//! Generic array and map codecs.

use std::collections::BTreeMap;

use super::any::{Any, AnyKey};
use super::header::{decode_array_header, decode_map_header, encode_array_header, encode_map_header};
use super::{Codec, CollectionCodec, DynCodec};
use crate::buffer::{ReadBuffer, WriteBuffer};
use crate::error::CodecError;
use crate::types::{FromValue, Key, Value};

/// Array of values that all use the element codec `C`.
#[derive(Debug, Clone, Copy, Default)]
pub struct TypedArr<C> {
    elem: C,
}

/// Map from keys encoded with `K` to values encoded with `V`.
///
/// Keys should be numbers or strings; `K::Value: Ord` keeps decoded maps
/// comparable by entries.
#[derive(Debug, Clone, Copy, Default)]
pub struct TypedMap<K, V> {
    key: K,
    value: V,
}

/// Array of dynamic values.
pub type Arr = TypedArr<Any>;

/// Map of dynamic keys to dynamic values.
pub type Map = TypedMap<AnyKey, Any>;

pub const ARR: Arr = TypedArr::new(Any);
pub const MAP: Map = TypedMap::new(AnyKey, Any);

impl<C> TypedArr<C> {
    pub const fn new(elem: C) -> Self {
        Self { elem }
    }
}

impl<K, V> TypedMap<K, V> {
    pub const fn new(key: K, value: V) -> Self {
        Self { key, value }
    }
}

impl<C: Codec> Codec for TypedArr<C> {
    type Value = Vec<C::Value>;

    fn encode(&self, buf: &mut WriteBuffer, items: &Vec<C::Value>) -> Result<(), CodecError> {
        self.encode_header(buf, items.len())?;
        for item in items {
            self.elem.encode(buf, item)?;
        }
        Ok(())
    }

    fn decode(&self, buf: &mut ReadBuffer<'_>) -> Result<Vec<C::Value>, CodecError> {
        let len = self.decode_header(buf, None)?;
        buf.nested(|buf| decode_items(buf, len, |buf| self.elem.decode(buf)))
    }
}

impl<C: Codec> CollectionCodec for TypedArr<C> {
    fn encode_header(&self, buf: &mut WriteBuffer, len: usize) -> Result<(), CodecError> {
        encode_array_header(buf, len)
    }

    fn decode_header(
        &self,
        buf: &mut ReadBuffer<'_>,
        expect: Option<usize>,
    ) -> Result<usize, CodecError> {
        decode_array_header(buf, expect)
    }
}

impl<K, V> Codec for TypedMap<K, V>
where
    K: Codec,
    K::Value: Ord,
    V: Codec,
{
    type Value = BTreeMap<K::Value, V::Value>;

    fn encode(&self, buf: &mut WriteBuffer, map: &Self::Value) -> Result<(), CodecError> {
        self.encode_header(buf, map.len())?;
        for (k, v) in map {
            self.key.encode(buf, k)?;
            self.value.encode(buf, v)?;
        }
        Ok(())
    }

    fn decode(&self, buf: &mut ReadBuffer<'_>) -> Result<Self::Value, CodecError> {
        let len = self.decode_header(buf, None)?;
        buf.nested(|buf| {
            let mut map = BTreeMap::new();
            for _ in 0..len {
                let k = self.key.decode(buf)?;
                let v = self.value.decode(buf)?;
                map.insert(k, v);
            }
            Ok(map)
        })
    }
}

impl<K, V> CollectionCodec for TypedMap<K, V>
where
    K: Codec,
    K::Value: Ord,
    V: Codec,
{
    fn encode_header(&self, buf: &mut WriteBuffer, len: usize) -> Result<(), CodecError> {
        encode_map_header(buf, len)
    }

    fn decode_header(
        &self,
        buf: &mut ReadBuffer<'_>,
        expect: Option<usize>,
    ) -> Result<usize, CodecError> {
        decode_map_header(buf, expect)
    }
}

impl<C: DynCodec> DynCodec for TypedArr<C> {
    fn encode_value(&self, buf: &mut WriteBuffer, value: &Value) -> Result<(), CodecError> {
        let Value::Array(items) = value else {
            return Err(value.mismatch("array"));
        };
        encode_array_header(buf, items.len())?;
        for item in items {
            self.elem.encode_value(buf, item)?;
        }
        Ok(())
    }

    fn decode_value(&self, buf: &mut ReadBuffer<'_>) -> Result<Value, CodecError> {
        let len = decode_array_header(buf, None)?;
        buf.nested(|buf| decode_items(buf, len, |buf| self.elem.decode_value(buf)))
            .map(Value::Array)
    }
}

impl<K: DynCodec, V: DynCodec> DynCodec for TypedMap<K, V> {
    fn encode_value(&self, buf: &mut WriteBuffer, value: &Value) -> Result<(), CodecError> {
        let Value::Map(map) = value else {
            return Err(value.mismatch("map"));
        };
        encode_map_header(buf, map.len())?;
        for (k, v) in map {
            self.key.encode_value(buf, &Value::from(k.clone()))?;
            self.value.encode_value(buf, v)?;
        }
        Ok(())
    }

    fn decode_value(&self, buf: &mut ReadBuffer<'_>) -> Result<Value, CodecError> {
        let len = decode_map_header(buf, None)?;
        buf.nested(|buf| {
            let mut map = BTreeMap::new();
            for _ in 0..len {
                let k = Key::from_value(self.key.decode_value(buf)?)?;
                let v = self.value.decode_value(buf)?;
                map.insert(k, v);
            }
            Ok(Value::Map(map))
        })
    }
}

fn decode_items<T>(
    buf: &mut ReadBuffer<'_>,
    len: usize,
    mut decode: impl FnMut(&mut ReadBuffer<'_>) -> Result<T, CodecError>,
) -> Result<Vec<T>, CodecError> {
    // Every element takes at least one byte, which bounds the allocation.
    let mut items = Vec::with_capacity(len.min(buf.remaining()));
    for _ in 0..len {
        items.push(decode(buf)?);
    }
    Ok(items)
}

#[cfg(test)]
mod tests {
    use super::*;
    use crate::codec::{Int, Str};
    use crate::types::{Key, Value};
    use crate::wire::tag;

    fn enc<C: Codec>(codec: &C, value: &C::Value) -> Vec<u8> {
        let mut buf = WriteBuffer::new();
        codec.encode(&mut buf, value).expect("encode failed");
        buf.into_vec()
    }

    #[test]
    fn encode_fixarray() {
        let data = enc(&TypedArr::new(Int), &vec![13; 7]);
        let mut expected = vec![0x97];
        expected.extend(std::iter::repeat_n(0x0D, 7));
        assert_eq!(data, expected);
    }

    #[test]
    fn array_tier_boundaries() {
        let codec = TypedArr::new(Int);
        assert_eq!(enc(&codec, &vec![1; 15])[0], 0x9F);
        assert_eq!(&enc(&codec, &vec![1; 16])[..3], &[tag::ARRAY_16, 0x00, 0x10]);

        let data = enc(&codec, &vec![13; 65535]);
        assert_eq!(&data[..3], &[tag::ARRAY_16, 0xFF, 0xFF]);
        assert_eq!(data.len(), 3 + 65535);

        let data = enc(&codec, &vec![13; 65536]);
        assert_eq!(&data[..5], &[tag::ARRAY_32, 0x00, 0x01, 0x00, 0x00]);
        assert_eq!(codec.decode(&mut ReadBuffer::new(&data)).unwrap().len(), 65536);
    }

    #[test]
    fn round_trip_typed_array() {
        let codec = TypedArr::new(Str);
        let items = vec!["a".to_string(), "bc".to_string(), String::new()];
        let data = enc(&codec, &items);
        assert_eq!(codec.decode(&mut ReadBuffer::new(&data)).unwrap(), items);
    }

    #[test]
    fn decode_array_of_any() {
        let data = [tag::ARRAY_16, 0x00, 0x02, 0x07, 0xA1, 0x61];
        let items = ARR.decode(&mut ReadBuffer::new(&data)).unwrap();
        assert_eq!(items, vec![Value::Int(7), Value::from("a")]);
    }

    #[test]
    fn encode_map_of_any() {
        let map = BTreeMap::from([
            (Key::from("a"), Value::Int(7)),
            (Key::from("b"), Value::Int(13)),
        ]);
        assert_eq!(
            enc(&MAP, &map),
            vec![0x82, 0xA1, 0x61, 0x07, 0xA1, 0x62, 0x0D]
        );
    }

    #[test]
    fn decode_map_any_tier() {
        let data = [tag::MAP_32, 0x00, 0x00, 0x00, 0x01, 0xA2, 0x31, 0x30, 0xA1, 0x32];
        let map = MAP.decode(&mut ReadBuffer::new(&data)).unwrap();
        assert_eq!(map, BTreeMap::from([(Key::from("10"), Value::from("2"))]));

        let data = [tag::MAP_16, 0x00, 0x01, 0xA2, 0xC3, 0xA4, 0x0B];
        let map = MAP.decode(&mut ReadBuffer::new(&data)).unwrap();
        assert_eq!(map.get(&Key::from("ä")), Some(&Value::Int(11)));
    }

    #[test]
    fn round_trip_typed_map() {
        let codec = TypedMap::new(Int, TypedArr::new(Str));
        let map = BTreeMap::from([
            (-40, vec!["x".to_string()]),
            (3, vec![]),
            (70_000, vec!["y".to_string(), "z".to_string()]),
        ]);
        let data = enc(&codec, &map);
        assert_eq!(data[0], 0x83);
        assert_eq!(codec.decode(&mut ReadBuffer::new(&data)).unwrap(), map);
    }

    #[test]
    fn map_decoded_as_array_is_type_error() {
        let data = [0x81, 0x01, 0x02];
        let err = TypedArr::new(Int)
            .decode(&mut ReadBuffer::new(&data))
            .unwrap_err();
        assert!(err.is_type_error());
    }

    #[test]
    fn nil_decodes_as_empty_collection() {
        assert!(ARR.decode(&mut ReadBuffer::new(&[tag::NIL])).unwrap().is_empty());
        assert!(MAP.decode(&mut ReadBuffer::new(&[tag::NIL])).unwrap().is_empty());
    }

    #[test]
    fn dynamic_view_matches_typed_encoding() {
        let codec = TypedMap::new(Int, TypedArr::new(Str));
        let typed = BTreeMap::from([(2, vec!["a".to_string()])]);
        let dynamic = Value::Map(BTreeMap::from([(
            Key::Int(2),
            Value::from(vec!["a"]),
        )]));

        let mut buf = WriteBuffer::new();
        codec.encode_value(&mut buf, &dynamic).unwrap();
        assert_eq!(buf.as_slice(), &enc(&codec, &typed)[..]);
        assert_eq!(
            codec.decode_value(&mut ReadBuffer::new(buf.as_slice())).unwrap(),
            dynamic
        );

        let err = codec
            .encode_value(&mut WriteBuffer::new(), &Value::Int(1))
            .unwrap_err();
        assert!(err.is_type_error());
    }

    #[test]
    fn nesting_beyond_limit_is_an_error() {
        let codec = TypedArr::new(TypedArr::new(TypedArr::new(Int)));
        let data = [0x91, 0x91, 0x91, 0x01];
        assert!(codec.decode(&mut ReadBuffer::new(&data)).is_ok());

        let err = codec
            .decode(&mut ReadBuffer::with_depth_limit(&data, 2))
            .unwrap_err();
        assert!(matches!(err, CodecError::DepthLimit(2)));
    }
}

· · · · ·

### Task:
Number of lines above holding "super"? Give that number alone.

### Answer section:
4